(Problem details)
Reproduce the records exactly, beginning with their first line and ending with the line that contains "mod defaults;", and output nothing more.

Data provided Block Start

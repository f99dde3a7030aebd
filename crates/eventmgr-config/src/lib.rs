//! Configuration for the secure-module Event Manager.
//!
//! Values are layered with `ortho_config`: built-in defaults, then an
//! optional TOML file (`--config-path`), then `EVENTMGR_*` environment
//! variables, then command-line flags. The daemon consumes the resulting
//! [`Config`] once at bootstrap; nothing reloads it afterwards.

mod defaults;
mod logging;
mod socket;

use std::ffi::OsString;
use std::sync::Arc;
use std::time::Duration;

use camino::{Utf8Path, Utf8PathBuf};
use ortho_config::{OrthoConfig, OrthoError};
use serde::{Deserialize, Serialize};
use thiserror::Error;

pub use defaults::{
    DEFAULT_FORWARD_TIMEOUT_MS, DEFAULT_HOST, DEFAULT_LOG_FILTER, DEFAULT_MAX_HOPS,
    DEFAULT_MODULE_DIR, DEFAULT_PORT, default_forward_timeout_ms, default_listen_endpoint,
    default_log_filter, default_log_filter_string, default_log_format, default_max_hops,
    default_module_dir,
};
pub use logging::{LogFormat, LogFormatParseError};
pub use socket::{SocketEndpoint, SocketParseError, SocketResolveError};

/// Resolved daemon configuration.
#[derive(Debug, Clone, Deserialize, Serialize, OrthoConfig, PartialEq, Eq)]
#[ortho_config(prefix = "EVENTMGR")]
pub struct Config {
    /// Endpoint the command server accepts connections on.
    #[serde(default = "default_listen_endpoint")]
    #[ortho_config(default = default_listen_endpoint())]
    pub listen: SocketEndpoint,
    /// `tracing` filter expression.
    #[serde(default = "default_log_filter_string")]
    #[ortho_config(default = default_log_filter_string())]
    pub log_filter: String,
    /// Log rendering.
    #[serde(default = "default_log_format")]
    #[ortho_config(default = default_log_format())]
    pub log_format: LogFormat,
    /// Directory secure-module images are written to on `LoadModule`.
    #[serde(default = "default_module_dir")]
    #[ortho_config(default = default_module_dir())]
    pub module_dir: Utf8PathBuf,
    /// Connect and write timeout for outbound `RemoteOutput` forwarding.
    #[serde(default = "default_forward_timeout_ms")]
    #[ortho_config(default = DEFAULT_FORWARD_TIMEOUT_MS)]
    pub forward_timeout_ms: u64,
    /// Upper bound on local deliveries performed by one output fan-out.
    #[serde(default = "default_max_hops")]
    #[ortho_config(default = DEFAULT_MAX_HOPS)]
    pub max_hops: u32,
}

impl Default for Config {
    fn default() -> Self {
        Self {
            listen: default_listen_endpoint(),
            log_filter: default_log_filter_string(),
            log_format: default_log_format(),
            module_dir: default_module_dir(),
            forward_timeout_ms: DEFAULT_FORWARD_TIMEOUT_MS,
            max_hops: DEFAULT_MAX_HOPS,
        }
    }
}

impl Config {
    /// Loads configuration from the process arguments and environment.
    pub fn load() -> Result<Self, Arc<OrthoError>> {
        <Self as OrthoConfig>::load()
    }

    /// Loads configuration from an explicit argument list.
    ///
    /// The first item is the program name, as with [`std::env::args_os`].
    pub fn load_from_iter<I, T>(args: I) -> Result<Self, Arc<OrthoError>>
    where
        I: IntoIterator<Item = T>,
        T: Into<OsString> + Clone,
    {
        <Self as OrthoConfig>::load_from_iter(args)
    }

    /// Rejects values that would make the daemon unusable.
    pub fn validate(&self) -> Result<(), ConfigValidationError> {
        if self.max_hops == 0 {
            return Err(ConfigValidationError::ZeroHops);
        }
        if self.forward_timeout_ms == 0 {
            return Err(ConfigValidationError::ZeroForwardTimeout);
        }
        if self.log_filter.trim().is_empty() {
            return Err(ConfigValidationError::EmptyLogFilter);
        }
        Ok(())
    }

    /// Command server endpoint.
    #[must_use]
    pub fn listen(&self) -> &SocketEndpoint {
        &self.listen
    }

    /// `tracing` filter expression.
    #[must_use]
    pub fn log_filter(&self) -> &str {
        self.log_filter.as_str()
    }

    /// Log rendering.
    #[must_use]
    pub const fn log_format(&self) -> LogFormat {
        self.log_format
    }

    /// Secure-module image directory.
    #[must_use]
    pub fn module_dir(&self) -> &Utf8Path {
        self.module_dir.as_path()
    }

    /// Outbound forwarding timeout.
    #[must_use]
    pub const fn forward_timeout(&self) -> Duration {
        Duration::from_millis(self.forward_timeout_ms)
    }

    /// Fan-out hop bound.
    #[must_use]
    pub const fn max_hops(&self) -> u32 {
        self.max_hops
    }
}

/// Reasons a loaded configuration is refused.
#[derive(Debug, Error, Clone, Copy, PartialEq, Eq)]
pub enum ConfigValidationError {
    /// A fan-out could never deliver anything.
    #[error("max_hops must be at least 1")]
    ZeroHops,
    /// Forwarding would time out immediately.
    #[error("forward_timeout_ms must be at least 1")]
    ZeroForwardTimeout,
    /// No log filter was supplied.
    #[error("log_filter must not be empty")]
    EmptyLogFilter,
}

Data provided Block End

(Response to the exercise)
repository f99dde3a7030aebd
filename crates/eventmgr-config/src/lib.rs
//! Configuration for the secure-module Event Manager.
//!
//! Values are layered with `ortho_config`: built-in defaults, then an
//! optional TOML file (`--config-path`), then `EVENTMGR_*` environment
//! variables, then command-line flags. The daemon consumes the resulting
//! [`Config`] once at bootstrap; nothing reloads it afterwards.

mod defaults;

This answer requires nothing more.